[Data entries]

-- -- --

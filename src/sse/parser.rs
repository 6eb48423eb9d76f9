//! Incremental SSE frame parsing.
//!
//! [`FrameParser`] owns the undecoded bytes of one connection attempt. Chunks
//! are appended with [`FrameParser::push`] and complete frames are pulled out
//! with [`FrameParser::next_frame`]; anything after the last line terminator
//! stays buffered until more bytes arrive.

use std::time::Duration;

use crate::sse::events::{SseFrame, SseLine, SseParseError};

const UTF8_BOM: &[u8] = b"\xEF\xBB\xBF";

/// Parse a single SSE line (without its terminator) into its component type.
///
/// The field value starts after the first colon, with exactly one leading
/// space removed if present. A line without a colon is a field name with an
/// empty value.
pub fn parse_sse_line(line: &str) -> SseLine {
    if line.is_empty() {
        return SseLine::Empty;
    }

    if let Some(comment) = line.strip_prefix(':') {
        return SseLine::Comment(comment.to_string());
    }

    let (name, value) = match line.split_once(':') {
        Some((name, value)) => (name, value.strip_prefix(' ').unwrap_or(value)),
        None => (line, ""),
    };

    match name {
        "data" => SseLine::Data(value.to_string()),
        "event" => SseLine::Event(value.to_string()),
        "id" => SseLine::Id(value.to_string()),
        "retry" => SseLine::Retry(value.to_string()),
        other => SseLine::Unknown(other.to_string()),
    }
}

/// Fields accumulated for the frame currently being read.
#[derive(Debug, Default)]
struct PendingFrame {
    event: Option<String>,
    data: Vec<String>,
    id: Option<String>,
    retry: Option<Duration>,
    /// Set once any recognized field has been seen.
    touched: bool,
}

impl PendingFrame {
    /// Apply one line; returns the finished frame when the line ends it.
    fn apply(&mut self, line: SseLine) -> Option<SseFrame> {
        match line {
            SseLine::Empty => return self.take(),
            SseLine::Data(value) => self.data.push(value),
            SseLine::Event(value) => self.event = Some(value),
            SseLine::Id(value) => {
                if !value.contains('\0') {
                    self.id = Some(value);
                }
            }
            SseLine::Retry(value) => {
                if !value.is_empty() && value.bytes().all(|b| b.is_ascii_digit()) {
                    if let Ok(millis) = value.parse::<u64>() {
                        self.retry = Some(Duration::from_millis(millis));
                    }
                }
            }
            SseLine::Comment(_) | SseLine::Unknown(_) => return None,
        }
        self.touched = true;
        None
    }

    fn take(&mut self) -> Option<SseFrame> {
        if !self.touched {
            return None;
        }
        let pending = std::mem::take(self);
        let data = if pending.data.is_empty() {
            None
        } else {
            Some(pending.data.join("\n"))
        };
        Some(SseFrame {
            event: pending.event,
            data,
            id: pending.id,
            retry: pending.retry,
        })
    }
}

/// Stateful SSE parser that accumulates bytes and emits complete frames.
///
/// Lines may end in `\n`, `\r\n` or a bare `\r`. A `\r` that ends a chunk is
/// treated as a terminator immediately; a `\n` opening the next chunk is then
/// swallowed. Lines are decoded as UTF-8 only once complete, so multi-byte
/// characters may be split across chunks freely.
#[derive(Debug, Default)]
pub struct FrameParser {
    /// Raw bytes; everything before `cursor` has been consumed
    buffer: Vec<u8>,
    cursor: usize,
    pending: PendingFrame,
    /// Previous line ended in `\r` at the very end of the buffer
    skip_lf: bool,
    /// Bytes after `cursor` already searched for a line terminator
    scanned: usize,
    bom_checked: bool,
}

impl FrameParser {
    /// Create a new frame parser
    pub fn new() -> Self {
        Self::default()
    }

    /// Append a chunk of bytes.
    pub fn push(&mut self, chunk: &[u8]) {
        if self.cursor > 0 {
            self.buffer.drain(..self.cursor);
            self.cursor = 0;
        }
        self.buffer.extend_from_slice(chunk);
    }

    /// Pull the next complete frame out of the buffer.
    ///
    /// Returns:
    /// - `Ok(Some(frame))` - A blank line completed a frame
    /// - `Ok(None)` - No complete frame is buffered yet
    /// - `Err(error)` - A complete line was not valid UTF-8; the line is
    ///   consumed, but the parser should be reset before further use
    pub fn next_frame(&mut self) -> Result<Option<SseFrame>, SseParseError> {
        if !self.check_bom() {
            return Ok(None);
        }

        loop {
            if self.skip_lf {
                match self.buffer.get(self.cursor) {
                    None => return Ok(None),
                    Some(b'\n') => self.cursor += 1,
                    Some(_) => {}
                }
                self.skip_lf = false;
            }

            let rest = &self.buffer[self.cursor..];
            let Some(pos) = rest[self.scanned..]
                .iter()
                .position(|b| matches!(b, b'\n' | b'\r'))
                .map(|offset| self.scanned + offset)
            else {
                self.scanned = rest.len();
                return Ok(None);
            };
            self.scanned = 0;

            let mut advance = pos + 1;
            if rest[pos] == b'\r' {
                match rest.get(pos + 1) {
                    Some(b'\n') => advance += 1,
                    Some(_) => {}
                    None => self.skip_lf = true,
                }
            }

            let line = std::str::from_utf8(&rest[..pos]).map(parse_sse_line);
            self.cursor += advance;

            match line {
                Ok(line) => {
                    if let Some(frame) = self.pending.apply(line) {
                        return Ok(Some(frame));
                    }
                }
                Err(e) => {
                    return Err(SseParseError::InvalidUtf8 {
                        valid_up_to: e.valid_up_to(),
                    })
                }
            }
        }
    }

    /// Append a chunk and collect every frame it completes.
    pub fn feed(&mut self, chunk: &[u8]) -> Result<Vec<SseFrame>, SseParseError> {
        self.push(chunk);
        let mut frames = Vec::new();
        while let Some(frame) = self.next_frame()? {
            frames.push(frame);
        }
        Ok(frames)
    }

    /// Number of bytes received but not yet consumed as complete lines.
    pub fn buffered_len(&self) -> usize {
        self.buffer.len() - self.cursor
    }

    /// True when fields of an unterminated frame are being held.
    pub fn has_pending_frame(&self) -> bool {
        self.pending.touched
    }

    /// Reset the parser state for a new connection attempt.
    pub fn reset(&mut self) {
        self.buffer.clear();
        self.cursor = 0;
        self.pending = PendingFrame::default();
        self.skip_lf = false;
        self.scanned = 0;
        self.bom_checked = false;
    }

    /// Skip a leading byte-order mark. Returns false while the buffered bytes
    /// are still a prefix of one.
    fn check_bom(&mut self) -> bool {
        if self.bom_checked {
            return true;
        }
        let rest = &self.buffer[self.cursor..];
        if rest.len() < UTF8_BOM.len() && UTF8_BOM.starts_with(rest) {
            return false;
        }
        if rest.starts_with(UTF8_BOM) {
            self.cursor += UTF8_BOM.len();
        }
        self.bom_checked = true;
        true
    }
}

#[cfg(test)]
mod tests {
    use super::*;

    fn payloads(parser: &mut FrameParser, chunk: &[u8]) -> Vec<String> {
        parser
            .feed(chunk)
            .unwrap()
            .into_iter()
            .filter_map(|frame| frame.data)
            .collect()
    }

    // Tests for parse_sse_line

    #[test]
    fn test_parse_empty_line() {
        assert_eq!(parse_sse_line(""), SseLine::Empty);
    }

    #[test]
    fn test_parse_comment_line() {
        assert_eq!(
            parse_sse_line(": keep-alive"),
            SseLine::Comment(" keep-alive".to_string())
        );
    }

    #[test]
    fn test_parse_data_strips_single_space() {
        assert_eq!(
            parse_sse_line("data: hello"),
            SseLine::Data("hello".to_string())
        );
        assert_eq!(
            parse_sse_line("data:  two spaces"),
            SseLine::Data(" two spaces".to_string())
        );
        assert_eq!(
            parse_sse_line("data:no space"),
            SseLine::Data("no space".to_string())
        );
    }

    #[test]
    fn test_parse_data_keeps_later_colons() {
        assert_eq!(
            parse_sse_line(r#"data: {"a":1}"#),
            SseLine::Data(r#"{"a":1}"#.to_string())
        );
    }

    #[test]
    fn test_parse_field_without_colon() {
        assert_eq!(parse_sse_line("data"), SseLine::Data(String::new()));
        assert_eq!(
            parse_sse_line("bogus"),
            SseLine::Unknown("bogus".to_string())
        );
    }

    #[test]
    fn test_parse_other_fields() {
        assert_eq!(
            parse_sse_line("event: update"),
            SseLine::Event("update".to_string())
        );
        assert_eq!(parse_sse_line("id: 7"), SseLine::Id("7".to_string()));
        assert_eq!(
            parse_sse_line("retry: 3000"),
            SseLine::Retry("3000".to_string())
        );
    }

    // Tests for FrameParser

    #[test]
    fn test_single_frame() {
        let mut parser = FrameParser::new();
        assert_eq!(payloads(&mut parser, b"data: hello\n\n"), vec!["hello"]);
        assert_eq!(parser.buffered_len(), 0);
    }

    #[test]
    fn test_multiple_data_lines_join_with_newline() {
        let mut parser = FrameParser::new();
        assert_eq!(
            payloads(&mut parser, b"data: first\ndata: second\n\n"),
            vec!["first\nsecond"]
        );
    }

    #[test]
    fn test_incomplete_frame_stays_buffered() {
        let mut parser = FrameParser::new();
        assert!(payloads(&mut parser, b"data: hel").is_empty());
        assert_eq!(parser.buffered_len(), 9);
        assert!(payloads(&mut parser, b"lo\n").is_empty());
        assert!(parser.has_pending_frame());
        assert_eq!(payloads(&mut parser, b"\n"), vec!["hello"]);
        assert!(!parser.has_pending_frame());
    }

    #[test]
    fn test_long_line_in_small_chunks_is_scanned_once() {
        let mut parser = FrameParser::new();
        let payload = "x".repeat(4096);
        let line = format!("data: {}", payload);
        for chunk in line.as_bytes().chunks(3) {
            assert!(payloads(&mut parser, chunk).is_empty());
            assert_eq!(parser.scanned, parser.buffered_len());
        }
        assert_eq!(payloads(&mut parser, b"\n\n"), vec![payload]);
        assert_eq!(parser.scanned, 0);
        assert_eq!(parser.buffered_len(), 0);
    }

    #[test]
    fn test_empty_data_line_is_empty_payload() {
        let mut parser = FrameParser::new();
        assert_eq!(payloads(&mut parser, b"data:\n\n"), vec![""]);
        assert_eq!(payloads(&mut parser, b"data\ndata\n\n"), vec!["\n"]);
    }

    #[test]
    fn test_frame_without_data_has_no_payload() {
        let mut parser = FrameParser::new();
        let frames = parser.feed(b"event: ping\n\n").unwrap();
        assert_eq!(frames.len(), 1);
        assert_eq!(frames[0].event.as_deref(), Some("ping"));
        assert!(frames[0].data.is_none());
    }

    #[test]
    fn test_comment_only_frame_yields_nothing() {
        let mut parser = FrameParser::new();
        assert!(parser.feed(b": heartbeat\n\n").unwrap().is_empty());
    }

    #[test]
    fn test_blank_lines_between_frames_are_ignored() {
        let mut parser = FrameParser::new();
        assert_eq!(
            payloads(&mut parser, b"\n\n\ndata: a\n\n\n\ndata: b\n\n"),
            vec!["a", "b"]
        );
    }

    #[test]
    fn test_crlf_and_cr_terminators() {
        let mut parser = FrameParser::new();
        assert_eq!(payloads(&mut parser, b"data: a\r\n\r\n"), vec!["a"]);
        assert_eq!(payloads(&mut parser, b"data: b\r\r"), vec!["b"]);
    }

    #[test]
    fn test_crlf_split_across_chunks() {
        let mut parser = FrameParser::new();
        assert!(payloads(&mut parser, b"data: a\r").is_empty());
        assert_eq!(payloads(&mut parser, b"\n\r"), vec!["a"]);
        assert_eq!(payloads(&mut parser, b"\ndata: b\n\n"), vec!["b"]);
        assert_eq!(parser.buffered_len(), 0);
    }

    #[test]
    fn test_id_and_retry_fields() {
        let mut parser = FrameParser::new();
        let frames = parser
            .feed(b"id: 42\nretry: 2500\nevent: tick\ndata: x\n\n")
            .unwrap();
        assert_eq!(
            frames,
            vec![SseFrame {
                event: Some("tick".to_string()),
                data: Some("x".to_string()),
                id: Some("42".to_string()),
                retry: Some(Duration::from_millis(2500)),
            }]
        );
    }

    #[test]
    fn test_invalid_retry_and_nul_id_are_ignored() {
        let mut parser = FrameParser::new();
        let frames = parser.feed(b"retry: 10s\nid: a\0b\ndata: x\n\n").unwrap();
        assert_eq!(frames[0].retry, None);
        assert_eq!(frames[0].id, None);
    }

    #[test]
    fn test_leading_bom_is_skipped() {
        let mut parser = FrameParser::new();
        assert!(payloads(&mut parser, b"\xEF\xBB").is_empty());
        assert_eq!(payloads(&mut parser, b"\xBFdata: a\n\n"), vec!["a"]);
    }

    #[test]
    fn test_multibyte_char_split_across_chunks() {
        let mut parser = FrameParser::new();
        let bytes = "data: café\n\n".as_bytes();
        let split = bytes.len() - 3;
        assert!(payloads(&mut parser, &bytes[..split]).is_empty());
        assert_eq!(payloads(&mut parser, &bytes[split..]), vec!["café"]);
    }

    #[test]
    fn test_invalid_utf8_is_an_error() {
        let mut parser = FrameParser::new();
        let err = parser.feed(b"data: \xFF\xFE\n\n").unwrap_err();
        assert_eq!(err, SseParseError::InvalidUtf8 { valid_up_to: 6 });
    }

    #[test]
    fn test_reset_discards_partial_frame() {
        let mut parser = FrameParser::new();
        assert!(payloads(&mut parser, b"data: stale\n").is_empty());
        assert!(payloads(&mut parser, b"data: unterminated").is_empty());
        parser.reset();
        assert_eq!(parser.buffered_len(), 0);
        assert_eq!(parser.scanned, 0);
        assert!(!parser.has_pending_frame());
        assert_eq!(payloads(&mut parser, b"data: fresh\n\n"), vec!["fresh"]);
    }
}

-- -- --

TASK INSTRUCTIONS: A single figure is required: the number of lines in the entries above that include the word "collect".

FINISHED EXERCISE: 2